We have the winner(Andy Capp) is the king. I get 61 ticket total 12200AED.


----------



## mrjamie79 (Dec 20, 2008)

mr.alsuwaidi said:


> We have the winner(Andy Capp) is the king. I get 61 ticket total 12200AED.


can you lose your licence for too many tickets?? UK has a point system, you can lose your licence in 3 tickets (6+6 points+3/6pts=15/18pts+banned)


----------



## mr.alsuwaidi (Dec 3, 2008)

Exceeding maximum speed limit by more than 60km/h.. Fines 1000AED…12 Black Points
..30 day Confiscation


----------



## mrjamie79 (Dec 20, 2008)

mr.alsuwaidi said:


> Exceeding maximum speed limit by more than 60km/h.. Fines 1000AED…12 Black Points
> ..30 day Confiscation


you should be careful man! that is a lot of fines you built up.


----------



## dizzyizzy (Mar 30, 2008)

as long as you dont run over pedestrians 

mr. why is is that white suv owners hate pedestrians, WHY, WHY???


----------



## mr.alsuwaidi (Dec 3, 2008)

mrjamie79 said:


> you should be careful man! that is a lot of fines you built up.


I know but what can I do. I love to speed but not crazy and i drove to many city too much and sometime you need to go little faster. The last time I real drove fast was 2yr at speed 260km/h but I was mad. Usually max 150


----------



## mr.alsuwaidi (Dec 3, 2008)

dizzyizzy said:


> as long as you dont run over pedestrians
> 
> mr. why is is that white suv owners hate pedestrians, WHY, WHY???


As much as i respect sign in the road I do respect the pedestrian and I don’t run over them. 
I don’t know why. Maybe he has nice car… and 1pesos as brain


----------



## Ramin (Dec 31, 2008)

100000+ in speeding ticket fines?!?!??!?!?!?!?!?!? you can buy a new car for that money...a nice one might i add.

now i understand how RTA can finance all those speed cameras.

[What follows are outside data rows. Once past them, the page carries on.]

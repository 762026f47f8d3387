// web_app/components/layout.rs - Site chrome and static sections
//
// Navbar and Footer wrap every page; Hero, AboutSection and ContactSection
// are composed by the pages.

use chrono::Datelike;
use leptos::ev::KeyboardEvent;
use leptos::prelude::*;
use leptos_router::components::A;
use leptos_router::hooks::use_location;

use super::common::{Container, LinkButton, ButtonVariant};
use super::forms::ContactForm;
use crate::data::content::{footer_groups, hero, navigation, ABOUT_FEATURES, COMPANY};
use crate::web_app::config::SiteSettings;
use crate::web_app::model::{HeroAlignment, HeroPage, NavigationItem};
use crate::web_app::theme::ThemeToggle;

/// Whether `href` is the current page or one of its ancestors
pub fn is_active(pathname: &str, href: &str) -> bool {
    if href == "/" {
        pathname == "/"
    } else {
        pathname == href || pathname.starts_with(&format!("{href}/"))
    }
}

fn nav_link_class(active: bool) -> &'static str {
    if active {
        "text-sm font-semibold text-[var(--accent-primary)]"
    } else {
        "text-sm font-medium text-[var(--text-secondary)] hover:text-[var(--text-primary)] transition-colors"
    }
}

#[component]
pub fn Navbar() -> impl IntoView {
    let location = use_location();
    let pathname = move || location.pathname.get();
    let menu_open = RwSignal::new(false);
    let open_dropdown = RwSignal::new(None::<String>);

    // Close menus after navigating
    Effect::new(move |_| {
        let _ = location.pathname.get();
        menu_open.set(false);
        open_dropdown.set(None);
    });

    let on_keydown = move |ev: KeyboardEvent| {
        if ev.key() == "Escape" {
            menu_open.set(false);
            open_dropdown.set(None);
        }
    };

    let desktop_items = navigation()
        .into_iter()
        .map(|item| desktop_nav_item(item, pathname, open_dropdown))
        .collect_view();

    let mobile_items = navigation()
        .into_iter()
        .map(|item| {
            let href = item.href.clone();
            let children = item
                .children
                .into_iter()
                .map(|child| view! {
                    <A href=child.href.clone() attr:class="block pl-8 py-2 text-sm text-[var(--text-secondary)]">
                        {child.name.clone()}
                    </A>
                })
                .collect_view();
            view! {
                <A
                    href=item.href.clone()
                    attr:class=move || format!("block px-4 py-3 {}", nav_link_class(is_active(&pathname(), &href)))
                >
                    {item.name.clone()}
                </A>
                {children}
            }
        })
        .collect_view();

    view! {
        <header
            class="fixed top-0 left-0 right-0 z-50 bg-[var(--bg-primary)]/90 backdrop-blur-md border-b border-[var(--border-color)]"
            on:keydown=on_keydown
        >
            <Container class="h-16 flex items-center justify-between">
                <A href="/" attr:class="flex items-center gap-2 font-black text-xl tracking-tight text-[var(--text-primary)]">
                    <span class="text-[var(--accent-primary)]">"ACLON"</span>
                    <span>"SPORTS"</span>
                </A>

                <nav class="hidden md:flex items-center gap-8" aria-label="Main navigation">
                    {desktop_items}
                </nav>

                <div class="flex items-center gap-2">
                    <ThemeToggle />
                    <button
                        type="button"
                        class="md:hidden p-2 rounded-lg text-[var(--text-primary)]"
                        aria-label="Toggle menu"
                        aria-controls="mobile-menu"
                        aria-expanded=move || menu_open.get().to_string()
                        on:click=move |_| menu_open.update(|open| *open = !*open)
                    >
                        {move || if menu_open.get() { "✕" } else { "☰" }}
                    </button>
                </div>
            </Container>

            <Show when=move || menu_open.get()>
                <nav id="mobile-menu" class="md:hidden border-t border-[var(--border-color)] bg-[var(--bg-primary)]" aria-label="Mobile navigation">
                    {mobile_items.clone()}
                </nav>
            </Show>
        </header>
    }
}

fn desktop_nav_item(
    item: NavigationItem,
    pathname: impl Fn() -> String + Copy + Send + Sync + 'static,
    open_dropdown: RwSignal<Option<String>>,
) -> AnyView {
    let href = item.href.clone();
    let active = move || is_active(&pathname(), &href);

    if item.children.is_empty() {
        return view! {
            <A href=item.href.clone() attr:class=move || nav_link_class(active()) attr:title=item.description.clone()>
                {item.name.clone()}
            </A>
        }
        .into_any();
    }

    let name = item.name.clone();
    let is_open = {
        let name = name.clone();
        move || open_dropdown.with(|open| open.as_deref() == Some(name.as_str()))
    };
    let open_name = name.clone();
    let children = item
        .children
        .into_iter()
        .map(|child| view! {
            <A href=child.href.clone() attr:class="block px-4 py-2 text-sm text-[var(--text-secondary)] hover:bg-[var(--bg-tertiary)] hover:text-[var(--text-primary)]">
                {child.name.clone()}
            </A>
        })
        .collect_view();

    view! {
        <div
            class="relative"
            on:mouseenter=move |_| open_dropdown.set(Some(open_name.clone()))
            on:mouseleave=move |_| open_dropdown.set(None)
        >
            <A href=item.href.clone() attr:class=move || nav_link_class(active()) attr:aria-haspopup="true">
                {name} " ▾"
            </A>
            <Show when=is_open.clone()>
                <div class="absolute left-0 mt-2 w-56 rounded-lg shadow-[var(--shadow-medium)] bg-[var(--bg-secondary)] border border-[var(--border-color)] py-2">
                    {children.clone()}
                </div>
            </Show>
        </div>
    }
    .into_any()
}

#[component]
pub fn Footer() -> impl IntoView {
    let settings = use_context::<SiteSettings>().unwrap_or_default();
    let year = chrono::Utc::now().year();

    let groups = footer_groups()
        .into_iter()
        .map(|group| view! {
            <div>
                <h3 class="text-sm font-semibold uppercase tracking-wider text-[var(--text-primary)] mb-4">
                    {group.title.clone()}
                </h3>
                <ul class="space-y-2">
                    {group.links.into_iter().map(|link| view! {
                        <li>
                            <A href=link.href.clone() attr:class="text-sm text-[var(--text-secondary)] hover:text-[var(--accent-primary)] transition-colors">
                                {link.name.clone()}
                            </A>
                        </li>
                    }).collect_view()}
                </ul>
            </div>
        })
        .collect_view();

    let social = COMPANY
        .social
        .iter()
        .map(|(name, url)| view! {
            <a href=*url target="_blank" rel="noopener noreferrer" aria-label=*name
               class="text-[var(--text-muted)] hover:text-[var(--accent-primary)] transition-colors text-sm">
                {*name}
            </a>
        })
        .collect_view();

    view! {
        <footer class="border-t border-[var(--border-color)] bg-[var(--bg-secondary)] pt-16 pb-8 mt-auto">
            <Container>
                <div class="grid grid-cols-1 md:grid-cols-2 lg:grid-cols-5 gap-10 mb-12">
                    <div class="lg:col-span-2">
                        <p class="font-black text-xl text-[var(--text-primary)] mb-4">{COMPANY.name}</p>
                        <p class="text-sm text-[var(--text-secondary)] mb-6">{COMPANY.tagline}</p>
                        <ul class="space-y-1 text-sm text-[var(--text-secondary)]">
                            <li>
                                <a href=format!("mailto:{}", settings.contact_email)>{settings.contact_email.clone()}</a>
                            </li>
                            <li>{COMPANY.phone}</li>
                            <li>{COMPANY.address}</li>
                        </ul>
                    </div>
                    {groups}
                </div>

                <div class="border-t border-[var(--border-color)] pt-8 flex flex-col md:flex-row justify-between items-center gap-4 text-sm text-[var(--text-muted)]">
                    <p>{format!("© {year} {}. All rights reserved.", COMPANY.name)}</p>
                    <div class="flex gap-6">{social}</div>
                    <p>"Made with ❤️ for athletes"</p>
                </div>
            </Container>
        </footer>
    }
}

/// Full-width banner at the top of a page
#[component]
pub fn Hero(page: HeroPage) -> impl IntoView {
    let config = hero(page);
    let align = match config.alignment {
        HeroAlignment::Left => "items-start text-left",
        HeroAlignment::Center => "items-center text-center mx-auto",
    };

    view! {
        <section class="hero relative min-h-[70vh] flex items-center overflow-hidden pt-16">
            {config.background.map(|bg| view! {
                <img src=bg.src alt=bg.alt class="absolute inset-0 w-full h-full object-cover" />
                <div class="absolute inset-0 bg-black/60"></div>
            })}
            <Container class="relative z-10 py-24">
                <div class=format!("flex flex-col max-w-3xl {}", align)>
                    <h1 class="text-4xl sm:text-5xl lg:text-6xl font-black text-white tracking-tight mb-6">
                        {config.headline}
                    </h1>
                    <p class="text-lg sm:text-xl text-gray-200 mb-10 leading-relaxed">
                        {config.subheadline}
                    </p>
                    <div class="flex flex-wrap gap-4">
                        <LinkButton href=config.primary_cta.href>{config.primary_cta.text}</LinkButton>
                        {config.secondary_cta.map(|cta| view! {
                            <LinkButton href=cta.href variant=ButtonVariant::Secondary class="text-white border-white">
                                {cta.text}
                            </LinkButton>
                        })}
                    </div>
                </div>
            </Container>
        </section>
    }
}

#[component]
pub fn AboutSection() -> impl IntoView {
    let features = ABOUT_FEATURES
        .iter()
        .map(|(icon, title, description)| view! {
            <div class="p-6 rounded-xl bg-[var(--bg-primary)] border border-[var(--border-color)]">
                <div class="text-3xl mb-3">{*icon}</div>
                <h3 class="font-bold text-[var(--text-primary)] mb-2">{*title}</h3>
                <p class="text-sm text-[var(--text-secondary)]">{*description}</p>
            </div>
        })
        .collect_view();

    view! {
        <section id="story" class="py-20 bg-[var(--bg-secondary)]">
            <Container class="grid grid-cols-1 lg:grid-cols-2 gap-12 items-center">
                <div>
                    <h2 class="text-3xl sm:text-4xl lg:text-5xl font-bold mb-6 text-[var(--text-primary)]">
                        "About " <span class="text-[var(--accent-primary)]">"Aclon Sports"</span>
                    </h2>
                    <p class="text-lg text-[var(--text-secondary)] mb-6 leading-relaxed">
                        "We're passionate about creating premium sportswear that empowers athletes to achieve their best performance. "
                        "Every piece is crafted with precision, using the finest materials and innovative technologies."
                    </p>
                    <p class="text-lg text-[var(--text-secondary)] mb-8 leading-relaxed">
                        "From professional athletes to fitness enthusiasts, our gear is designed to support your journey, "
                        "enhance your performance, and reflect your dedication to excellence."
                    </p>
                    <LinkButton href="/about">"Our Story"</LinkButton>
                </div>
                <div class="grid grid-cols-1 sm:grid-cols-2 gap-6">{features}</div>
            </Container>
        </section>
    }
}

/// Contact details next to the contact form
#[component]
pub fn ContactSection() -> impl IntoView {
    let settings = use_context::<SiteSettings>().unwrap_or_default();
    let hours = COMPANY
        .business_hours
        .iter()
        .map(|line| view! { <li>{*line}</li> })
        .collect_view();
    let social = COMPANY
        .social
        .iter()
        .map(|(name, url)| view! {
            <a href=*url target="_blank" rel="noopener noreferrer" class="text-sm text-[var(--accent-primary)] hover:underline">
                {*name}
            </a>
        })
        .collect_view();

    view! {
        <section id="contact" class="py-20">
            <Container>
                <div class="text-center mb-12">
                    <h2 class="text-3xl sm:text-4xl font-bold text-[var(--text-primary)] mb-4">"Get in Touch"</h2>
                    <p class="text-lg text-[var(--text-secondary)] max-w-2xl mx-auto">
                        "Ready to elevate your sportswear game? We're here to help you find the perfect solution for your needs."
                    </p>
                </div>
                <div class="grid grid-cols-1 lg:grid-cols-2 gap-12">
                    <div class="space-y-8">
                        <dl class="space-y-6">
                            <div>
                                <dt class="font-semibold text-[var(--text-primary)]">"Email"</dt>
                                <dd class="text-[var(--text-secondary)]">
                                    <a href=format!("mailto:{}", settings.contact_email)>{settings.contact_email.clone()}</a>
                                </dd>
                            </div>
                            <div>
                                <dt class="font-semibold text-[var(--text-primary)]">"Phone"</dt>
                                <dd class="text-[var(--text-secondary)]">{COMPANY.phone}</dd>
                            </div>
                            <div>
                                <dt class="font-semibold text-[var(--text-primary)]">"Address"</dt>
                                <dd class="text-[var(--text-secondary)]">{COMPANY.address}</dd>
                            </div>
                        </dl>
                        <div>
                            <h3 class="font-semibold text-[var(--text-primary)] mb-2">"Business Hours"</h3>
                            <ul class="text-sm text-[var(--text-secondary)] space-y-1">{hours}</ul>
                        </div>
                        <div>
                            <h3 class="font-semibold text-[var(--text-primary)] mb-2">"Follow Us"</h3>
                            <div class="flex gap-4">{social}</div>
                        </div>
                    </div>
                    <div id="contact-form" class="p-8 rounded-xl bg-[var(--bg-secondary)] border border-[var(--border-color)]">
                        <h3 class="text-2xl font-bold text-[var(--text-primary)] mb-6">"Send us a Message"</h3>
                        <ContactForm />
                    </div>
                </div>
            </Container>
        </section>
    }
}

as for me, I have been driving here for almost 6months (3months at a stretch) and havent received a single parking/speeding ticket. and yes i do drive fast.


----------



## mrjamie79 (Dec 20, 2008)

there is definately a strange attitude to speeding in uae...


----------



## dzdoc (Oct 26, 2008)

And you have to get your husbands permission to drive in UAE *on floor holding sides and laughing*? Umm Andy? Brake pedal? On the left? slows car down!!! I think they should let us give the HUSBANDS permission to drive. Andy? what would your babe say.


----------



## Andy Capp (Oct 5, 2008)

dzdoc...

(I was answering/guessing Mr S's number of tickets, in the last 18 month's I've had 3 speeding and 4 parking tickets.....).

You don't need your husbands permission to drive, just his sponsorship (if you're not working). And what's a brake pedal, I find I don't need one in my Yaris....

And finally what babe? (I wish....)


----------



## stevieboy1980 (Sep 9, 2008)

he said 12,200 NOT 100,000!!!!!


----------



## macca_24 (Apr 14, 2008)

dzdoc said:


> And you have to get your husbands permission to drive in UAE *on floor holding sides and laughing*? Umm Andy? Brake pedal? On the left? slows car down!!! I think they should let us give the HUSBANDS permission to drive. Andy? what would your babe say.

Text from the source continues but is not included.